Pensons un instant à une demeure paysanne de la Forêt-Noire, qu’un « habiter » paysan bâtissait encore il y a deux cents ans. Ici, ce qui a dressé la maison, c’est la persistance sur place d’un (certain) pouvoir : celui de faire venir dans les choses la terre et le ciel, les divins et les mortels en leur simplicité. C’est ce pouvoir qui a placé la maison sur le versant de la montagne, à l’abri du vent et face au midi, entre les prairies et près de la source. Il lui a donné le toit de bardeaux à grande avancée, qui porte les charges de neige à l’inclinaison convenable et qui, descendant très bas, protège les pièces contre les tempêtes des longues nuits d’hiver. Il n’a pas oublié le « coin du Seigneur » derrière la table commune, il a « ménagé » dans les chambres les endroits sanctifiés, qui sont ceux de la naissance et de l’« arbre du mort » – ainsi là-bas se nomme le cercueil – et ainsi, pour les différents âges de la vie, il a préfiguré sous un même toit l’empreinte de leur passage à travers le temps. Un métier, lui-même né de l’« habiter » et qui se sert encore de ses outils et échafaudages comme de choses, a bâti la demeure [8].

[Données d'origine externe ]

//! Configuration management.
//!
//! Configuration is loaded from the process environment (with `.env` support)
//! under the `ANTHILL` prefix, e.g. `ANTHILL__QUEUE__CONCURRENCY=4` or
//! `ANTHILL__LOG__THRESHOLD=5`.

use serde::Deserialize;

/// Main application configuration.
#[derive(Debug, Clone, Default, Deserialize)]
pub struct Config {
    /// Runtime environment mode
    #[serde(default)]
    pub environment: Environment,

    /// Redis (broker backend) configuration
    #[serde(default)]
    pub redis: RedisSettings,

    /// Database (log store) configuration
    #[serde(default)]
    pub database: DatabaseSettings,

    /// Queue and worker configuration
    #[serde(default)]
    pub queue: QueueSettings,

    /// Logging pipeline configuration
    #[serde(default)]
    pub log: LogSettings,
}

/// Runtime environment mode.
///
/// Development mode pretty-prints JSON log payloads and prefers
/// human-readable diagnostics; production stays compact.
#[derive(Debug, Clone, Copy, Default, Deserialize, PartialEq, Eq)]
#[serde(rename_all = "lowercase")]
pub enum Environment {
    #[default]
    Development,
    Production,
}

impl Environment {
    pub fn is_development(&self) -> bool {
        matches!(self, Self::Development)
    }
}

#[derive(Debug, Clone, Deserialize)]
pub struct RedisSettings {
    /// Redis connection URL
    #[serde(default = "default_redis_url")]
    pub url: String,
}

impl Default for RedisSettings {
    fn default() -> Self {
        Self {
            url: default_redis_url(),
        }
    }
}

#[derive(Debug, Clone, Deserialize)]
pub struct DatabaseSettings {
    /// PostgreSQL connection URL for the database log sink
    pub url: Option<String>,

    /// Table the database log sink writes to
    #[serde(default = "default_log_table")]
    pub log_table: String,
}

impl Default for DatabaseSettings {
    fn default() -> Self {
        Self {
            url: None,
            log_table: default_log_table(),
        }
    }
}

#[derive(Debug, Clone, Deserialize)]
pub struct QueueSettings {
    /// Queue used when a dispatch does not name one
    #[serde(default = "default_queue_name")]
    pub default_queue: String,

    /// Group name, snake-cased into the broker key prefix
    #[serde(default = "default_group")]
    pub group: String,

    /// Concurrent worker slots per worker type
    #[serde(default = "default_concurrency")]
    pub concurrency: usize,

    /// Retry strategy applied to dispatched jobs
    #[serde(default)]
    pub retry_strategy: RetryStrategyKind,

    /// Delay between retry attempts in milliseconds
    #[serde(default = "default_retry_delay_ms")]
    pub retry_delay_ms: u64,

    /// Attempts per job before it is considered permanently failed
    #[serde(default = "default_attempts")]
    pub attempts: u32,

    /// Drop completed jobs from the broker instead of retaining them
    #[serde(default)]
    pub remove_on_complete: bool,

    /// Drop failed jobs from the broker instead of retaining them
    #[serde(default)]
    pub remove_on_fail: bool,
}

impl Default for QueueSettings {
    fn default() -> Self {
        Self {
            default_queue: default_queue_name(),
            group: default_group(),
            concurrency: default_concurrency(),
            retry_strategy: RetryStrategyKind::default(),
            retry_delay_ms: default_retry_delay_ms(),
            attempts: default_attempts(),
            remove_on_complete: false,
            remove_on_fail: false,
        }
    }
}

/// Configured retry strategy for dispatched jobs.
#[derive(Debug, Clone, Copy, Default, Deserialize, PartialEq, Eq)]
#[serde(rename_all = "lowercase")]
pub enum RetryStrategyKind {
    /// No backoff options are attached; the broker default applies
    #[default]
    None,
    /// Fixed delay between attempts
    Fixed,
    /// Delay doubles per attempt
    Exponential,
}

impl RetryStrategyKind {
    pub fn is_none(&self) -> bool {
        matches!(self, Self::None)
    }
}

#[derive(Debug, Clone, Deserialize)]
pub struct LogSettings {
    /// Maximum level number that is recorded (lower number = more severe)
    #[serde(default = "default_threshold")]
    pub threshold: u8,

    /// Directory file sinks write to
    #[serde(default = "default_log_directory")]
    pub directory: String,

    /// Base name for log files (`<file_name>-<date>.log`)
    #[serde(default = "default_log_file_name")]
    pub file_name: String,

    /// Delete log files older than this many days (None = keep forever)
    pub max_days: Option<u32>,

    /// Roll the current log file once it exceeds this size in MiB
    pub max_size_mb: Option<u64>,

    /// Evaluate file rotation only every Nth write
    #[serde(default = "default_rotation_check_every")]
    pub rotation_check_every: u32,

    /// Grace window for a failing database sink before it self-disables
    #[serde(default = "default_db_retry_window_ms")]
    pub db_retry_window_ms: u64,

    /// Pending-entry cap for the database sink
    #[serde(default = "default_db_max_pending")]
    pub db_max_pending: usize,
}

impl Default for LogSettings {
    fn default() -> Self {
        Self {
            threshold: default_threshold(),
            directory: default_log_directory(),
            file_name: default_log_file_name(),
            max_days: None,
            max_size_mb: None,
            rotation_check_every: default_rotation_check_every(),
            db_retry_window_ms: default_db_retry_window_ms(),
            db_max_pending: default_db_max_pending(),
        }
    }
}

// Default value functions
fn default_redis_url() -> String {
    "redis://localhost:6379".to_string()
}
fn default_log_table() -> String {
    "app_logs".to_string()
}
fn default_queue_name() -> String {
    "default".to_string()
}
fn default_group() -> String {
    "anthill".to_string()
}
fn default_concurrency() -> usize {
    1
}
fn default_retry_delay_ms() -> u64 {
    1000
}
fn default_attempts() -> u32 {
    3
}
fn default_threshold() -> u8 {
    3
}
fn default_log_directory() -> String {
    "logs".to_string()
}
fn default_log_file_name() -> String {
    "anthill".to_string()
}
fn default_rotation_check_every() -> u32 {
    10
}
fn default_db_retry_window_ms() -> u64 {
    5000
}
fn default_db_max_pending() -> usize {
    1024
}

impl Config {
    /// Load configuration from the environment.
    ///
    /// `.env` files are honored if present; explicit process environment
    /// variables win over file contents.
    pub fn load() -> anyhow::Result<Self> {
        dotenvy::dotenv().ok();

        let config = config::Config::builder()
            .add_source(config::Environment::with_prefix("ANTHILL").separator("__"))
            .build()?;

        Ok(config.try_deserialize()?)
    }
}

/// Normalize a queue or group name into a broker-safe snake_case key.
pub fn snake_case(name: &str) -> String {
    let mut out = String::with_capacity(name.len());
    let mut prev_lower = false;
    for ch in name.chars() {
        if ch.is_ascii_uppercase() {
            if prev_lower {
                out.push('_');
            }
            out.push(ch.to_ascii_lowercase());
            prev_lower = false;
        } else if ch == ' ' || ch == '-' {
            out.push('_');
            prev_lower = false;
        } else {
            prev_lower = ch.is_ascii_lowercase() || ch.is_ascii_digit();
            out.push(ch);
        }
    }
    out
}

15Cette maison paysanne est un bâtiment qui a un sens, une maison qui est vraie, car elle est le fruit d’un pouvoir d’habiter, une production poétique. L’horizon brossé de l’espace contemporain ressemble ici encore à celui d’une perte.

16* * *

17Le jugement des aînés sur l’espace industriel qui nous est imparti suggère que les sources de l’imaginaire spatial seraient taries, sinon sous la forme nostalgique d’un attachement à l’imaginaire d’un habiter vrai qui n’aurait plus cours, détruit par les forces géométriques par lesquelles se déploie notre présent (le Paris livresque de Beauvoir et Sartre, la maison à deux étages de ma grand-mère, la demeure paysanne de la Forêt-Noire). Or, comme Heidegger lui-même l’a suggéré, ce rejet du présent ne peut pas être le chemin véritable de la pensée : la tâche qui nous incombe, écrit-il dans ses essais des années 1950, est d’habiter le déracinement.

18L’entraînement exigé par une phénoménologie du déracinement implique dès lors d’avoir la conviction que le vécu de l’espace est toujours de l’ordre de la promesse, et ainsi d’arriver, au cœur du monde industriel, à saisir le vivant sous la forme poétique (photo 2). Mettant à l’œuvre cette phénoménologie, les exercices présentés dans la suite de ce texte évoquent quelques puissances d’habiter sous la forme d’images/phénomènes : la tour d’habitation, l’autoroute, le métro et la zone postindustrielle. Ce qui s’y dessine est de l’ordre d’une dialectique spatiale produisant l’habitat contemporain où se jouent, se déjouent et s’accaparent les forces géométriques et poétiques. Or, si le vivant exprime son éternité en s’accrochant, en détournant, en colonisant cet espace industriel, ce qui soigne sans doute de la nostalgie qui oblitère l’imaginaire spatial des aînés, l’horizon anthropologique de cette dialectique demeure celui de l’inhabitabilité.

Tour d’habitation

19La maison paysanne de Martin Heidegger et la maison d’enfance de Gaston Bachelard se présentent comme des ancrages à partir desquels l’espace géométrique est temporalisé et à partir desquels les formes contemporaines du bâti sont jugées. Dans ce schéma, la tour d’habitation s’oppose radicalement à la maison de campagne.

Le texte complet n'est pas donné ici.